## WHAT TO PRODUCE
Pick out all lines of the entries that include the word "SettingsWarning" and copy them.
*** Opening of SUPPLIED RECORDS ***
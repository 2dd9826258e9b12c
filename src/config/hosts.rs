use serde::Serialize;

use super::env::{split_list, EnvVars};
use super::SettingsWarning;

/// Substituted when production ends up with no hosts at all
pub const FALLBACK_HOSTS: &[&str] = &[".up.railway.app", "healthcheck.railway.app"];

/// Hosts accepted in development before `DJANGO_ALLOWED_HOSTS` extends them
pub const DEVELOPMENT_HOSTS: &[&str] = &["localhost", "127.0.0.1", "0.0.0.0", "api"];

/// Ordered host allow-list.
///
/// Entries are kept exactly as the operator wrote them; duplicates are not
/// removed and hostname syntax is not validated.
#[derive(Debug, Clone, Default, PartialEq, Eq, Serialize)]
#[serde(transparent)]
pub struct AllowedHosts(Vec<String>);

impl AllowedHosts {
    pub fn new(hosts: Vec<String>) -> Self {
        Self(hosts)
    }

    pub(crate) fn production(env: &EnvVars, warnings: &mut Vec<SettingsWarning>) -> Self {
        let mut hosts = split_list(env.django_allowed_hosts.as_deref());

        if let Some(domain) = env.railway_public_domain.as_deref().filter(|d| !d.is_empty()) {
            hosts.push(domain.to_string());
        }

        if hosts.is_empty() {
            tracing::warn!(
                fallback = ?FALLBACK_HOSTS,
                "ALLOWED_HOSTS is empty; consider setting DJANGO_ALLOWED_HOSTS"
            );
            warnings.push(SettingsWarning::EmptyAllowedHosts);
            hosts = FALLBACK_HOSTS.iter().map(|h| h.to_string()).collect();
        }

        Self(hosts)
    }

    pub(crate) fn development(env: &EnvVars) -> Self {
        let mut hosts: Vec<String> = DEVELOPMENT_HOSTS.iter().map(|h| h.to_string()).collect();
        hosts.extend(split_list(env.django_allowed_hosts.as_deref()));
        Self(hosts)
    }

    pub fn as_slice(&self) -> &[String] {
        &self.0
    }

    pub fn iter(&self) -> impl Iterator<Item = &str> {
        self.0.iter().map(String::as_str)
    }

    pub fn len(&self) -> usize {
        self.0.len()
    }

    pub fn is_empty(&self) -> bool {
        self.0.is_empty()
    }

    /// Check a `Host` header value against the allow-list.
    ///
    /// The port and any trailing dot are ignored and comparison is case
    /// insensitive. `*` matches every host; a pattern starting with `.`
    /// matches that domain and all of its subdomains.
    pub fn is_allowed(&self, host: &str) -> bool {
        let domain = strip_port(host).trim_end_matches('.').to_ascii_lowercase();
        if domain.is_empty() {
            return false;
        }
        self.0.iter().any(|pattern| host_matches(&domain, pattern))
    }
}

fn strip_port(host: &str) -> &str {
    if let Some(rest) = host.strip_prefix('[') {
        // IPv6 literal, keep the brackets
        return match rest.find(']') {
            Some(end) => &host[..end + 2],
            None => host,
        };
    }
    match host.rsplit_once(':') {
        Some((name, port)) if port.bytes().all(|b| b.is_ascii_digit()) => name,
        _ => host,
    }
}

fn host_matches(domain: &str, pattern: &str) -> bool {
    let pattern = pattern.to_ascii_lowercase();
    if pattern == "*" {
        return true;
    }
    match pattern.strip_prefix('.') {
        Some(base) => domain == base || domain.ends_with(&pattern),
        None => domain == pattern,
    }
}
*** Close of SUPPLIED RECORDS ***
## ANSWER AREA
use super::SettingsWarning;
    pub(crate) fn production(env: &EnvVars, warnings: &mut Vec<SettingsWarning>) -> Self {
            warnings.push(SettingsWarning::EmptyAllowedHosts);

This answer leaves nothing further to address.